Stored items
--*--
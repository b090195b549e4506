//! Match state and turn policy for two-player tic-tac-toe.

use thiserror::Error;

use crate::board::{Board, CELL_COUNT, CellIndex, Mark, PlaceError};

/// Result of one accepted move
#[derive(Debug, Clone, Copy, PartialEq, Eq)]
pub enum MoveOutcome {
    /// The match continues with the other player.
    Continue,
    /// This move completed a line.
    Win(Mark),
    /// Ninth move placed with no winner.
    Draw,
}

impl MoveOutcome {
    #[must_use]
    pub const fn is_terminal(self) -> bool {
        !matches!(self, Self::Continue)
    }
}

/// Error applying a move to the match
#[derive(Debug, Error, Clone, Copy, PartialEq, Eq)]
pub enum PlayError {
    #[error("cell {value} is outside the valid range 1-9")]
    OutOfRange { value: u32 },
    #[error("cell {value} is already occupied")]
    Occupied { value: u32 },
    #[error("the match is already complete")]
    MatchOver,
}

/// One tic-tac-toe match: board, round counter, completion flag.
///
/// X plays on even rounds, O on odd rounds. The round counter increments
/// exactly once per accepted move, so it always equals the number of
/// occupied cells.
#[derive(Debug, Clone, Default)]
pub struct TicTacToe {
    board: Board,
    rounds: u8,
    complete: bool,
}

impl TicTacToe {
    #[must_use]
    pub fn new() -> Self {
        Self::default()
    }

    #[must_use]
    pub const fn board(&self) -> &Board {
        &self.board
    }

    /// Accepted moves so far.
    #[must_use]
    pub const fn rounds(&self) -> u8 {
        self.rounds
    }

    #[must_use]
    pub const fn is_complete(&self) -> bool {
        self.complete
    }

    /// Mark whose turn it is.
    #[must_use]
    pub const fn to_move(&self) -> Mark {
        if self.rounds % 2 == 0 { Mark::X } else { Mark::O }
    }

    /// True iff the match is still open and `value` addresses an empty cell.
    #[must_use]
    pub fn is_legal(&self, value: u32) -> bool {
        !self.complete && self.board.is_legal(value)
    }

    /// Apply the current player's move to the user-addressed cell
    ///
    /// Evaluates the win condition first; the draw rule applies only once
    /// the ninth move has been placed without completing a line, so a line
    /// finished on move 9 wins rather than draws.
    ///
    /// # Errors
    ///
    /// Rejects moves after completion, out-of-range values, and occupied
    /// cells. State is unchanged on every error path.
    pub fn play(&mut self, value: u32) -> Result<MoveOutcome, PlayError> {
        if self.complete {
            return Err(PlayError::MatchOver);
        }
        let idx = CellIndex::from_user(value).ok_or(PlayError::OutOfRange { value })?;
        let mark = self.to_move();
        self.board
            .place(idx, mark)
            .map_err(|_: PlaceError| PlayError::Occupied { value })?;
        self.rounds += 1;
        if let Some(winner) = self.board.winner() {
            self.complete = true;
            return Ok(MoveOutcome::Win(winner));
        }
        if usize::from(self.rounds) == CELL_COUNT {
            self.complete = true;
            return Ok(MoveOutcome::Draw);
        }
        Ok(MoveOutcome::Continue)
    }
}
--*--
#### Work task:
When transcribing the data, keep every line exactly as it is.

#### Expected output:
repository b090195b549e4506
//! Match state and turn policy for two-player tic-tac-toe.

use thiserror::Error;

use crate::board::{Board, CELL_COUNT, CellIndex, Mark, PlaceError};

/// Result of one accepted move
#[derive(Debug, Clone, Copy, PartialEq, Eq)]
pub enum MoveOutcome {
    /// The match continues with the other player.
    Continue,
    /// This move completed a line.
    Win(Mark),
    /// Ninth move placed with no winner.
    Draw,
}

impl MoveOutcome {
    #[must_use]
    pub const fn is_terminal(self) -> bool {
        !matches!(self, Self::Continue)
    }
}

/// Error applying a move to the match
#[derive(Debug, Error, Clone, Copy, PartialEq, Eq)]
pub enum PlayError {
    #[error("cell {value} is outside the valid range 1-9")]
    OutOfRange { value: u32 },
    #[error("cell {value} is already occupied")]
    Occupied { value: u32 },
    #[error("the match is already complete")]
    MatchOver,
}

/// One tic-tac-toe match: board, round counter, completion flag.
///
/// X plays on even rounds, O on odd rounds. The round counter increments
/// exactly once per accepted move, so it always equals the number of
/// occupied cells.
#[derive(Debug, Clone, Default)]
pub struct TicTacToe {
    board: Board,
    rounds: u8,
    complete: bool,
}

impl TicTacToe {
    #[must_use]
    pub fn new() -> Self {
        Self::default()
    }

    #[must_use]
    pub const fn board(&self) -> &Board {
        &self.board
    }

    /// Accepted moves so far.
    #[must_use]
    pub const fn rounds(&self) -> u8 {
        self.rounds
    }

    #[must_use]
    pub const fn is_complete(&self) -> bool {
        self.complete
    }

    /// Mark whose turn it is.
    #[must_use]
    pub const fn to_move(&self) -> Mark {
        if self.rounds % 2 == 0 { Mark::X } else { Mark::O }
    }

    /// True iff the match is still open and `value` addresses an empty cell.
    #[must_use]
    pub fn is_legal(&self, value: u32) -> bool {
        !self.complete && self.board.is_legal(value)
    }

    /// Apply the current player's move to the user-addressed cell
    ///
    /// Evaluates the win condition first; the draw rule applies only once
    /// the ninth move has been placed without completing a line, so a line
    /// finished on move 9 wins rather than draws.
    ///
    /// # Errors
    ///
    /// Rejects moves after completion, out-of-range values, and occupied
    /// cells. State is unchanged on every error path.
    pub fn play(&mut self, value: u32) -> Result<MoveOutcome, PlayError> {
        if self.complete {
            return Err(PlayError::MatchOver);
        }
        let idx = CellIndex::from_user(value).ok_or(PlayError::OutOfRange { value })?;
        let mark = self.to_move();
        self.board
            .place(idx, mark)
            .map_err(|_: PlaceError| PlayError::Occupied { value })?;
        self.rounds += 1;
        if let Some(winner) = self.board.winner() {
            self.complete = true;
            return Ok(MoveOutcome::Win(winner));
        }
        if usize::from(self.rounds) == CELL_COUNT {
            self.complete = true;
            return Ok(MoveOutcome::Draw);
        }
        Ok(MoveOutcome::Continue)
    }
}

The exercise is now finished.